(Saved entries)
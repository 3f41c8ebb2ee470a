// Copyright (c) 2025 Geoffrey Huntley <ghuntley@ghuntley.com>. All rights reserved.
// SPDX-License-Identifier: Proprietary

use std::sync::Arc;

use tokio::sync::{mpsc, Semaphore};
use tokio::task::{JoinHandle, JoinSet};
use tracing::{debug, instrument, warn};
use warden_config::AuditConfig;
use warden_policy::{AccessEvaluationResult, AccessRequest, UserContext};

use crate::error::AuditSinkError;
use crate::event::AccessLogEntry;
use crate::sink::{sink_from_config, AuditSink};

/// Concurrent sink writes allowed when no limit is configured.
pub const DEFAULT_MAX_IN_FLIGHT: usize = 64;

/// Fire-and-forget front for the active sink.
///
/// Entries go through a bounded queue; a background task hands each one to
/// the sink on its own task so a slow write never delays later entries.
/// At most `max_in_flight` writes run at once. Once they are all busy the
/// queue fills and further entries are dropped.
/// Must be constructed inside a Tokio runtime.
pub struct AuditService {
	tx: mpsc::Sender<AccessLogEntry>,
	worker: JoinHandle<()>,
	sink_name: String,
}

impl AuditService {
	pub fn new(sink: Arc<dyn AuditSink>, queue_capacity: usize) -> Self {
		Self::with_max_in_flight(sink, queue_capacity, DEFAULT_MAX_IN_FLIGHT)
	}

	pub fn with_max_in_flight(
		sink: Arc<dyn AuditSink>,
		queue_capacity: usize,
		max_in_flight: usize,
	) -> Self {
		let (tx, rx) = mpsc::channel(queue_capacity.max(1));
		let sink_name = sink.name().to_string();
		let permits = Arc::new(Semaphore::new(max_in_flight.max(1)));
		let worker = tokio::spawn(Self::background_task(rx, sink, permits));

		Self {
			tx,
			worker,
			sink_name,
		}
	}

	/// Builds the sink selected by `config` and starts the service.
	pub fn from_config(config: &AuditConfig) -> Result<Self, AuditSinkError> {
		let sink = sink_from_config(config)?;
		Ok(Self::with_max_in_flight(
			sink,
			config.queue_capacity,
			config.max_in_flight,
		))
	}

	pub fn sink_name(&self) -> &str {
		&self.sink_name
	}

	async fn background_task(
		mut rx: mpsc::Receiver<AccessLogEntry>,
		sink: Arc<dyn AuditSink>,
		permits: Arc<Semaphore>,
	) {
		let mut writes = JoinSet::new();

		loop {
			// Entries stay queued until a write slot is free.
			let Ok(permit) = Arc::clone(&permits).acquire_owned().await else {
				break;
			};
			let Some(entry) = rx.recv().await else {
				break;
			};
			let sink = Arc::clone(&sink);
			let entry = Arc::new(entry);

			writes.spawn(async move {
				if let Err(e) = sink.write(entry).await {
					warn!(sink = sink.name(), error = %e, "audit sink write failed");
				}
				drop(permit);
			});

			while writes.try_join_next().is_some() {}
		}

		while writes.join_next().await.is_some() {}
		debug!(sink = sink.name(), "audit queue drained");
	}

	/// Queues an entry for delivery.
	///
	/// Returns `true` if the entry was queued, `false` if it was dropped
	/// because the queue is full. Never blocks.
	#[instrument(level = "trace", skip(self, entry), fields(resource = %entry.resource, can = entry.can))]
	pub fn log(&self, entry: AccessLogEntry) -> bool {
		match self.tx.try_send(entry) {
			Ok(()) => true,
			Err(mpsc::error::TrySendError::Full(entry)) => {
				warn!(sink = %self.sink_name, id = %entry.id, "audit queue full, dropping entry");
				false
			}
			Err(mpsc::error::TrySendError::Closed(_)) => false,
		}
	}

	/// Builds the entry for an evaluated request and queues it.
	pub fn record(
		&self,
		context: &UserContext,
		request: &AccessRequest<'_>,
		result: &AccessEvaluationResult,
	) -> bool {
		self.log(AccessLogEntry::from_decision(context, request, result))
	}

	/// Stops accepting entries and waits for every queued write to finish.
	pub async fn shutdown(self) {
		let Self { tx, worker, .. } = self;
		drop(tx);
		if let Err(e) = worker.await {
			warn!(error = %e, "audit worker terminated abnormally");
		}
	}
}
// Copyright (c) 2025 Geoffrey Huntley <ghuntley@ghuntley.com>. All rights reserved.
// SPDX-License-Identifier: Proprietary

//! Access-control decision engine for Warden.
//!
//! Given a resolved [`UserContext`], a requested resource/action (optionally a
//! single field) and an ordered [`RuleSet`], [`evaluate_access`] decides whether
//! the operation is allowed.
//!
//! - [`context`]: subject and record attributes used by conditions
//! - [`condition`]: native predicates and the [`DslNode`] expression tree
//! - [`rule`]: [`PermissionRule`], [`AccessLevel`] and rule-file loading
//! - [`engine`]: first-match rule scanning and field-permission resolution
//!
//! Evaluation is pure: no I/O, no shared mutable state. Audit logging of the
//! decision is the caller's job (see `warden-audit`).

pub mod condition;
pub mod context;
pub mod engine;
pub mod error;
pub mod rule;

pub use condition::{Condition, DslNode, Predicate};
pub use context::{Attribute, RecordContext, UserContext};
pub use engine::{
	evaluate_access, AccessEvaluationResult, AccessRequest, NO_MATCHING_RULE_REASON,
};
pub use error::{PolicyError, PredicateError};
pub use rule::{AccessLevel, PermissionRule, RuleSet};
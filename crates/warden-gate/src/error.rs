// Copyright (c) 2025 Geoffrey Huntley <ghuntley@ghuntley.com>. All rights
// reserved. SPDX-License-Identifier: Proprietary

use http::StatusCode;
use serde_json::{json, Value};
use thiserror::Error;
use warden_policy::PolicyError;

pub const INCOMPLETE_SESSION_MESSAGE: &str = "Unauthorized or incomplete session";

#[derive(Error, Debug, Clone, PartialEq, Eq)]
pub enum ResolveError {
	#[error("{0}")]
	Unauthorized(String),
}

impl ResolveError {
	pub fn incomplete_session() -> Self {
		ResolveError::Unauthorized(INCOMPLETE_SESSION_MESSAGE.to_string())
	}
}

#[derive(Error, Debug)]
pub enum GateError {
	#[error(transparent)]
	Unauthorized(#[from] ResolveError),

	#[error("{reason}")]
	Forbidden { reason: String },

	#[error("policy evaluation failed: {0}")]
	Policy(#[from] PolicyError),
}

impl GateError {
	pub fn status_code(&self) -> StatusCode {
		match self {
			GateError::Unauthorized(_) => StatusCode::UNAUTHORIZED,
			GateError::Forbidden { .. } => StatusCode::FORBIDDEN,
			GateError::Policy(_) => StatusCode::INTERNAL_SERVER_ERROR,
		}
	}

	/// JSON response body: `{"error": "<message>"}`.
	///
	/// Policy failures get a generic message; details stay in the server log.
	pub fn body(&self) -> Value {
		let message = match self {
			GateError::Policy(_) => "Internal authorization error".to_string(),
			other => other.to_string(),
		};
		json!({ "error": message })
	}
}
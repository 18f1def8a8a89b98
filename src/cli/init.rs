//! Init command implementation

use anyhow::{Result, bail};
use std::path::Path;
use tracing::info;

use upshift::config::CONFIG_FILE;

/// Default configuration content for upshift init
pub const DEFAULT_CONFIG: &str = r#"# upshift configuration
# =====================
#
# Both scanners read this file from the scan root when present.

[settings]
# Directory names skipped during every walk, on top of the built-in
# defaults (venv, .venv, __pycache__)
scan_exclude = []
"#;

/// Write a default upshift.toml into the working directory
pub fn init_command(work_dir: &Path, force: bool) -> Result<()> {
    let config_path = work_dir.join(CONFIG_FILE);

    if config_path.exists() && !force {
        bail!(
            "{} already exists (use --force to overwrite)",
            config_path.display()
        );
    }

    std::fs::write(&config_path, DEFAULT_CONFIG)?;
    info!("Wrote {}", config_path.display());
    println!("Created {}", config_path.display());

    Ok(())
}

**What you should do**
Would you filter the entries above and keep each line that has the word "false"?

**Exercise answer**
	/// Returns `true` if the entry was queued, `false` if it was dropped
				false
			Err(mpsc::error::TrySendError::Closed(_)) => false,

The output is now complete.